# Super jolly advice



## Jackal (Nov 16, 2013)

Hi i have a SJ but its a bit noisy and clumps a bit. Is there a website that gives info on servicing or how to check it over ?

thanks

Rich


----------



## coffeechap (Apr 5, 2012)

How old is the sj and what grind setting is it on as generally sjs don't clump


----------



## Milanski (Oct 10, 2013)

They don't? I have two at the mo and both do! I have to WDT to stop channeling with a bottomless pf.

What would cause the clumping?

I gave both a thorough clean out before I used them. No idea of the age of mine as they were both 2nd hand jobs. Setting is espresso setting!


----------



## Charliej (Feb 25, 2012)

What beans are you actually grinding with them and how did the burrs feel when you cleaned them out. By setting I expect he means numerically speaking, if too fine this may possibly be a cause but usually a doser will break the clumps up before it hits the portafilter anyway.


----------



## Milanski (Oct 10, 2013)

All the beans I've tried so far clump to a greater or lesser extent.

Not sure of the number of the setting, will have to look when I get back home but thought each grinder would vary somewhat from another?


----------



## Charliej (Feb 25, 2012)

Milanski said:


> All the beans I've tried so far clump to a greater or lesser extent.
> 
> Not sure of the number of the setting, will have to look when I get back home but thought each grinder would vary somewhat from another?


They will vary within reason and if grinder has had its zero point properly set it should all be down to burr wear. When you say its clumping do you mean before you dose or after you dose into the pf. Generally speaking a darker and/or more oily bean ground very finely will have a tendency to clump more, also humidity can play a part in this too.


----------



## Milanski (Oct 10, 2013)

Going by a Seattle Coffee Gear (I think it was) video description of how to feel if your burrs are blunt or not, mine seem to have lots of life in them yet.

Not sure I understand how grounds would clump before doing into the pf. I grind into the basket and those grinds are a bit clumpy. Don't get me wrong neither are clump monsters but I get clumps of about half a centimeter or so.

What's zero point?


----------



## xiuxiuejar (Jan 24, 2012)

So all the beans come from the same supplier? Are they all the same 'type'? I have never had a clumping problem with a Mazzer. How do you store the beans? Where is the grinder, is it in a humid area?
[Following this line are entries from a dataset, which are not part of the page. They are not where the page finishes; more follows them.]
/// Build the documents for `fixture_type`.
pub fn fixture(fixture_type: FixtureType) -> Fixture {
    match fixture_type {
        FixtureType::Widgets => widgets_fixture(widgets_document()),
        FixtureType::WidgetsMissingCreated => {
            let mut doc = widgets_document();
            if let Some(responses) = doc["paths"][WIDGET_ITEM]["put"]["responses"].as_object_mut() {
                responses.remove("201");
            }
            widgets_fixture(doc)
        }
        FixtureType::WidgetsWithoutSubscriptionList => {
            let mut doc = widgets_document();
            if let Some(paths) = doc["paths"].as_object_mut() {
                paths.remove(WIDGET_SUB_LIST);
            }
            widgets_fixture(doc)
        }
        FixtureType::PutSchemaMismatch => {
            let mut doc = widgets_document();
            doc["paths"][WIDGET_ITEM]["put"]["responses"]["201"]["schema"] =
                json!({"$ref": "#/definitions/WidgetUpdate"});
            doc["definitions"]["WidgetUpdate"] = json!({
                "type": "object",
                "properties": {"tags": {"type": "object"}}
            });
            widgets_fixture(doc)
        }
        FixtureType::BadOperationId => {
            let mut doc = widgets_document();
            doc["paths"][WIDGET_ITEM]["get"]["operationId"] = json!("GetWidget");
            widgets_fixture(doc)
        }
        FixtureType::ExtensionPathLists => {
            let mut doc = widgets_document();
            let mut extension = serde_json::Map::new();
            if let Some(paths) = doc["paths"].as_object_mut() {
                for list in [WIDGET_RG_LIST, WIDGET_SUB_LIST] {
                    if let Some(item) = paths.remove(list) {
                        extension.insert(list.to_string(), item);
                    }
                }
            }
            doc["x-ms-paths"] = Value::Object(extension);
            widgets_fixture(doc)
        }
        FixtureType::NestedWithoutList => {
            let mut doc = widgets_document();
            doc["paths"][GADGET_ITEM] = json!({
                "get": {
                    "operationId": "Gadgets_Get",
                    "parameters": [{"$ref": "./common/types.json#/parameters/ApiVersionParameter"}],
                    "responses": {
                        "200": {"description": "OK", "schema": {"$ref": "#/definitions/Gadget"}}
                    }
                }
            });
            doc["definitions"]["Gadget"] = json!({
                "type": "object",
                "allOf": [{"$ref": "./common/types.json#/definitions/ProxyResource"}],
                "properties": {"color": {"type": "string"}}
            });
            widgets_fixture(doc)
        }
        FixtureType::DeleteWithBody => {
            Fixture::new("/specs/data/items.json")
                .with_json("/specs/data/items.json", &delete_with_body_document())
        }
        FixtureType::LroBadFinalState => {
            let mut doc = widgets_document();
            doc["paths"][WIDGET_ITEM]["put"]["x-ms-long-running-operation"] = json!(true);
            doc["paths"][WIDGET_ITEM]["put"]["x-ms-long-running-operation-options"] =
                json!({"final-state-via": "eventually"});
            widgets_fixture(doc)
        }
        FixtureType::CrossFileCycle => Fixture::new("/specs/cycle/a.json")
            .with_json(
                "/specs/cycle/a.json",
                &json!({
                    "swagger": "2.0",
                    "info": {"title": "A", "version": "1.0"},
                    "paths": {},
                    "definitions": {
                        "A": {
                            "type": "object",
                            "properties": {"b": {"$ref": "./b.json#/definitions/B"}}
                        }
                    }
                }),
            )
            .with_json(
                "/specs/cycle/b.json",
                &json!({
                    "swagger": "2.0",
                    "info": {"title": "B", "version": "1.0"},
                    "paths": {},
                    "definitions": {
                        "B": {
                            "type": "object",
                            "properties": {"a": {"$ref": "./a.json#/definitions/A"}}
                        }
                    }
                }),
            ),
        FixtureType::Malformed => Fixture::new("/specs/broken.json")
            .with_text(
                "/specs/broken.json",
                "{\n  \"swagger\": \"2.0\",\n  \"paths\": {\n    \"/a\": [\n}\n",
            ),
    }
}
As for the noise, the SJ shouldn't be that noisy - it's not whisper quiet but it is more than acceptable in its class. The age of a Mazzer is on the grey Mazzer label on the left of the machine - below where it tells you the model, the first two numbers.


----------



## coffeechap (Apr 5, 2012)

I will come into London next week to visit a mate, might be able to stop by and check out your mazzers


----------



## Milanski (Oct 10, 2013)

Sweet! I think one of them def is a little out in terms of proper alignment as when I switch it off there is a little noise like the burrs touching as it slows down. It's totally fine when at full pelt tho.
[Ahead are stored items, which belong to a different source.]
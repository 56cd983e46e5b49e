//! Built-in rules

mod delete_body;
mod list_operations;
mod lro;
mod operation_id;
mod put_response;

use crate::error::EngineError;
use crate::ruleset::RuleSet;

pub(crate) const ARM_VIOLATION: &str = "ARMViolation";
pub(crate) const SDK_VIOLATION: &str = "SDKViolation";

/// The rules shipped with armlint.
pub fn builtin_rules() -> Result<RuleSet, EngineError> {
    Ok(RuleSet::from_rules([
        put_response::rule()?,
        delete_body::rule()?,
        operation_id::rule()?,
        lro::rule()?,
        list_operations::nested_rule()?,
        list_operations::subscription_rule()?,
    ]))
}

#[cfg(test)]
mod tests {
    use super::*;
    use armlint_core::SpecKinds;

    #[test]
    fn test_catalog() {
        let rules = builtin_rules().unwrap();
        let ids: Vec<&str> = {
            let mut ids: Vec<&str> = rules.iter().map(|r| r.id.as_str()).collect();
            ids.sort();
            ids
        };
        assert_eq!(ids, vec!["R4001", "R4002", "R4003", "R4004", "R4005", "R4006"]);

        let data_plane = rules.filter_kinds(SpecKinds::DATA_PLANE);
        assert_eq!(data_plane.len(), 3);
        assert!(data_plane.contains("DeleteMustNotHaveRequestBody"));
    }
}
would be a CE to get a pro opinion on them tho. Drop me a pm and we sort the particulars.

Thanks CC.


----------



## Jackal (Nov 16, 2013)

hi, its a 2008 I think the mess is starting to get to me might move to something else .... looks like the nino is good for doserless and single portion grinds


----------



## coffeechap (Apr 5, 2012)

Niño is awesome


----------



## Charliej (Feb 25, 2012)

coffeechap said:


> Niño is awesome


Yeah and so's the price


----------



## Jackal (Nov 16, 2013)

Ok, did the funnel mod and the squeegee mod today ... cheaper than throwing 1800 at a new Nino ! let's hope it works a bit better tomorrow.

Need a new machine to replace my Gag classic though. Its come down to Duetto, Spaz mini Viv, Vetrano. Are there any other dual boilers I should look at ? Anyone know the price of the ECM Controvento ? I'm presuming its in the mad 3k+ range ?


----------



## Milanski (Oct 10, 2013)

xiuxiuejar said:


> So all the beans come from the same supplier? Are they all the same 'type'? I have never had a clumping problem with a Mazzer. How do you store the beans? Where is the grinder, is it in a humid area? As for the noise, the SJ shouldn't be that noisy - it's not whisper quiet but it is more than acceptable in its class. The age of a Mazzer is on the grey Mazzer label on the left of the machine - below where it tells you the model, the first two numbers.


Coffeechap, when are you in tahn?

 

xiuxiuejar, beans are from different suppliers, different origins and roasts, stored in a cool dry cupboard in the bags they came in. The grinder is in my kitchen, next to the cooker but the extractor is always on when we cook and I only make coffee during the day hours before or after cooking. I suspect my analysis of the burrs is at fault...

One of the Mazzers is n 02 the other an 00.

Apologies for jumoing on your thread Jackal. How are the mods working out?


----------



## Charliej (Feb 25, 2012)

Jackal said:


> Ok, did the funnel mod and the squeegee mod today ... cheaper than throwing 1800 at a new Nino ! let's hope it works a bit better tomorrow.
> 
> Need a new machine to replace my Gag classic though. Its come down to Duetto, Spaz mini Viv, Vetrano. Are there any other dual boilers I should look at ? Anyone know the price of the ECM Controvento ? I'm presuming its in the mad 3k+ range ?


Bella Barista's Quickmill Verona, Rocket R58, also still worth looking at the Expobar Office Leva Dual Boiler (aka Brewtus) as it would leave a lot of cash in the pot for a new grinder maybe with the saving buying an Expo and selling your Sj could get you a 2nd hand Mythos or K30.


----------



## Jackal (Nov 16, 2013)

Charliej said:


> Bella Barista's Quickmill Verona, Rocket R58, also still worth looking at the Expobar Office Leva Dual Boiler (aka Brewtus) as it would leave a lot of cash in the pot for a new grinder maybe with the saving buying an Expo and selling your Sj could get you a 2nd hand Mythos or K30.


thanks, love the looks of the R58 but the detachable PID and its user interface really put me off ... should i be bothered by that ?


----------



## Mrboots2u (May 10, 2013)

Jackal said:


> thanks, love the looks of the R58 but the detachable PID and its user interface really put me off ... should i be bothered by that ?


Not really, depends how much you think you'll need to actually mess about with the temperature. I personally prefer it's look without a digital readout beaming at me. But then I have a lever and.love it's old school look


----------